Servers on wheels
In 2003, two thieves, who posed as authorized computer technicians from the outsourced provider EDS, were allowed access to a highly secure mainframe data centre and after two hours emerged wheeling two servers away. Worryingly, in the days of international terrorism, this theft was from Australia's Customs department in Sydney's international airport (ABC, 2003; SMH, 2003). It later emerged that two further computers were missing and this was not picked up for some months due to poor asset tracking.
Upgrades and merger integration don't mix
In April 2004 ANZ bank stopped a major project that had been running since 2001. The Next Generation Switching project had aimed to deploy new infrastructure technologies into the core transaction network of ATMs and EFTPOS machines.
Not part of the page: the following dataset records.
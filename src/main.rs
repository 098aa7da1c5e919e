//! fwsim - Firewall rule simulator
//!
//! Command-line front end: loads rules and packets, classifies every packet
//! with first-match-wins semantics, prints a report, and saves the decision
//! log.
//!
//! # Usage
//!
//! ```bash
//! fwsim                                   # run with rules.json / packets.json
//! fwsim run --rules r.json --packets p.json --log out/log.json
//! fwsim check --rules r.json              # validate inputs only
//! fwsim flows --log out/log.json          # render saved decisions
//! fwsim flows --format dot | dot -Tsvg > flows.svg
//! fwsim audit -n 20                       # recent runs, saves, load failures
//! fwsim init-config                       # write a default config file
//! ```

use clap::{Args, Parser, Subcommand};
use fwsim::config::{self, AppConfig, ColorMode};
use fwsim::core::{decision_log, loader};
use fwsim::render::{self, FlowFormat};
use fwsim::report::{self, Summary};
use fwsim::{Error, Result, apply_rules, audit, utils};
use std::io::Write;
use std::path::PathBuf;
use std::process::ExitCode;
use tracing::{debug, warn};
use tracing_subscriber::EnvFilter;

shadow_rs::shadow!(build);

#[derive(Parser)]
#[command(name = "fwsim")]
#[command(about = "Firewall rule simulator - first-match packet classification", long_about = None)]
#[command(version, long_version = build::CLAP_LONG_VERSION)]
struct Cli {
    /// Configuration file (default: <data dir>/config.json)
    #[arg(long, global = true, value_name = "PATH", env = "FWSIM_CONFIG")]
    config: Option<PathBuf>,

    /// Enable debug logging on stderr (RUST_LOG takes precedence)
    #[arg(short, long, global = true)]
    verbose: bool,

    #[command(subcommand)]
    command: Option<Commands>,
}

#[derive(Args, Default)]
struct InputArgs {
    /// Rules file (JSON array of {src, dst, port, protocol, action})
    #[arg(long, value_name = "PATH")]
    rules: Option<PathBuf>,
    /// Packets file (JSON array of {src, dst, port, protocol})
    #[arg(long, value_name = "PATH")]
    packets: Option<PathBuf>,
}

#[derive(Args, Default)]
struct RunArgs {
    #[command(flatten)]
    inputs: InputArgs,
    /// Decision log output file
    #[arg(long, value_name = "PATH")]
    log: Option<PathBuf>,
    /// Don't write the decision log
    #[arg(long)]
    no_log: bool,
    /// Only print the summary, not every decision
    #[arg(short, long)]
    quiet: bool,
}

#[derive(Subcommand)]
enum Commands {
    /// Classify packets and save the decision log (default)
    Run(RunArgs),
    /// Load and validate rules and packets without classifying
    Check(InputArgs),
    /// Render flows from a saved decision log
    Flows {
        /// Decision log to read
        #[arg(long, value_name = "PATH")]
        log: Option<PathBuf>,
        /// Output format
        #[arg(short, long, value_enum, default_value_t = FlowFormat::Text)]
        format: FlowFormat,
        /// When to use colors in text output
        #[arg(long, value_enum)]
        color: Option<ColorMode>,
    },
    /// Show recent audit events, newest first
    Audit {
        /// Number of events to show
        #[arg(short = 'n', long, default_value_t = 10)]
        count: usize,
    },
    /// Write the default configuration to the config path
    InitConfig {
        /// Overwrite an existing config file
        #[arg(long)]
        force: bool,
    },
}

fn init_tracing(verbose: bool) {
    let default_level = if verbose { "debug" } else { "warn" };
    let filter =
        EnvFilter::try_from_default_env().unwrap_or_else(|_| EnvFilter::new(default_level));
    tracing_subscriber::fmt()
        .with_env_filter(filter)
        .with_writer(std::io::stderr)
        .init();
}

fn main() -> ExitCode {
    let cli = Cli::parse();
    init_tracing(cli.verbose);
    if let Err(e) = utils::ensure_dirs() {
        warn!("Failed to create data/state directories: {e}");
    }

    let runtime = match tokio::runtime::Runtime::new() {
        Ok(runtime) => runtime,
        Err(e) => {
            eprintln!("Error: Failed to create Tokio runtime: {e}");
            return ExitCode::FAILURE;
        }
    };

    match runtime.block_on(handle_cli(cli)) {
        Ok(()) => ExitCode::SUCCESS,
        Err(e) => {
            let translation = e.translate();
            eprintln!("{}", translation.user_message);
            for suggestion in translation.suggestions {
                eprintln!("  - {suggestion}");
            }
            ExitCode::FAILURE
        }
    }
}

async fn handle_cli(cli: Cli) -> Result<()> {
    if let Some(Commands::InitConfig { force }) = cli.command {
        return init_config(cli.config, force).await;
    }

    let config = config::load_config(cli.config.as_deref()).await?;
    debug!(?config, "Loaded configuration");

    match cli.command.unwrap_or_else(|| Commands::Run(RunArgs::default())) {
        Commands::Run(args) => run(args, &config).await,
        Commands::Check(inputs) => check(inputs, &config).await,
        Commands::Flows { log, format, color } => {
            let path = log.unwrap_or_else(|| config.log_path.clone());
            let decisions = decision_log::load_decisions(&path).await?;
            let output = match format {
                FlowFormat::Text => {
                    let color = color.unwrap_or(config.color);
                    render::render_flows_terminal(&decisions, color.enabled(utils::stdout_is_tty()))
                }
                FlowFormat::Dot => render::render_flows_dot(&decisions),
            };
            print!("{output}");
            Ok(())
        }
        Commands::Audit { count } => show_audit(count).await,
        Commands::InitConfig { force } => init_config(cli.config, force).await,
    }
}

async fn load(
    inputs: InputArgs,
    config: &AppConfig,
) -> Result<(Vec<fwsim::Rule>, Vec<fwsim::Packet>)> {
    let rules_path = inputs.rules.unwrap_or_else(|| config.rules_path.clone());
    let packets_path = inputs.packets.unwrap_or_else(|| config.packets_path.clone());

    match loader::load_inputs(&rules_path, &packets_path).await {
        Ok(loaded) => Ok(loaded),
        Err(e) => {
            if config.audit_enabled {
                audit::log_load_failed(e.path(), e.to_string()).await;
            }
            Err(Error::Load(e))
        }
    }
}

async fn run(args: RunArgs, config: &AppConfig) -> Result<()> {
    let (rules, packets) = load(args.inputs, config).await?;

    let decisions = apply_rules(&packets, &rules);

    {
        let mut out = std::io::stdout().lock();
        if !args.quiet {
            report::write_decisions(&mut out, &decisions)?;
        }
        report::write_summary(&mut out, &Summary::new(packets.len(), rules.len(), &decisions))?;
        out.flush()?;
    }

    if !args.no_log {
        let log_path = args.log.unwrap_or_else(|| config.log_path.clone());
        let saved = decision_log::save_decisions(&log_path, &decisions, config.write_checksum).await;
        if config.audit_enabled {
            audit::log_save(&log_path, saved.is_ok(), saved.as_ref().err().map(ToString::to_string))
                .await;
        }
        saved?;
        println!("\nSimulation results saved to {}", log_path.display());
    }

    if config.audit_enabled {
        audit::log_run(packets.len(), rules.len(), decisions.len()).await;
    }

    Ok(())
}

async fn check(inputs: InputArgs, config: &AppConfig) -> Result<()> {
    let (rules, packets) = load(inputs, config).await?;
    println!("✓ {} rules, {} packets loaded", rules.len(), packets.len());
    Ok(())
}

async fn show_audit(count: usize) -> Result<()> {
    let audit = audit::AuditLog::new()?;
    let events = match audit.read_recent(count).await {
        Ok(events) => events,
        Err(e) if e.kind() == std::io::ErrorKind::NotFound => {
            println!("No audit events recorded ({})", audit.path().display());
            return Ok(());
        }
        Err(e) => return Err(e.into()),
    };

    for event in &events {
        println!("{}", event.summary_line());
    }
    Ok(())
}

async fn init_config(path: Option<PathBuf>, force: bool) -> Result<()> {
    let path = path
        .or_else(config::default_config_path)
        .ok_or_else(|| Error::Config("no config path: data directory not found".to_string()))?;

    if !force && tokio::fs::try_exists(&path).await? {
        return Err(Error::Config(format!(
            "{} already exists (use --force to overwrite)",
            path.display()
        )));
    }

    config::save_config(&path, &AppConfig::default()).await?;
    println!("✓ Wrote default configuration to {}", path.display());
    Ok(())
}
Continuing with the project at the same time as completing integration with the recently acquired National Bank of New Zealand was considered too risky (AFR, 2004e).
Difficulties with the US Navy fleet (of PCs)
Early in 2004 EDS realized they were in trouble on a US$ 8.8 billion contract to support the desktop fleet of the US Navy. Some of the contributing reasons include: a failure to understand how military requirements differ from the requirements of corporate customers, vast underestimations of scope and complexity and poor estimating of the cost and difficulties of servicing the fleet of 345 000 PCs. EDS project losing US$ 400 million on this deal in 2004 (WSJ, 2004). ...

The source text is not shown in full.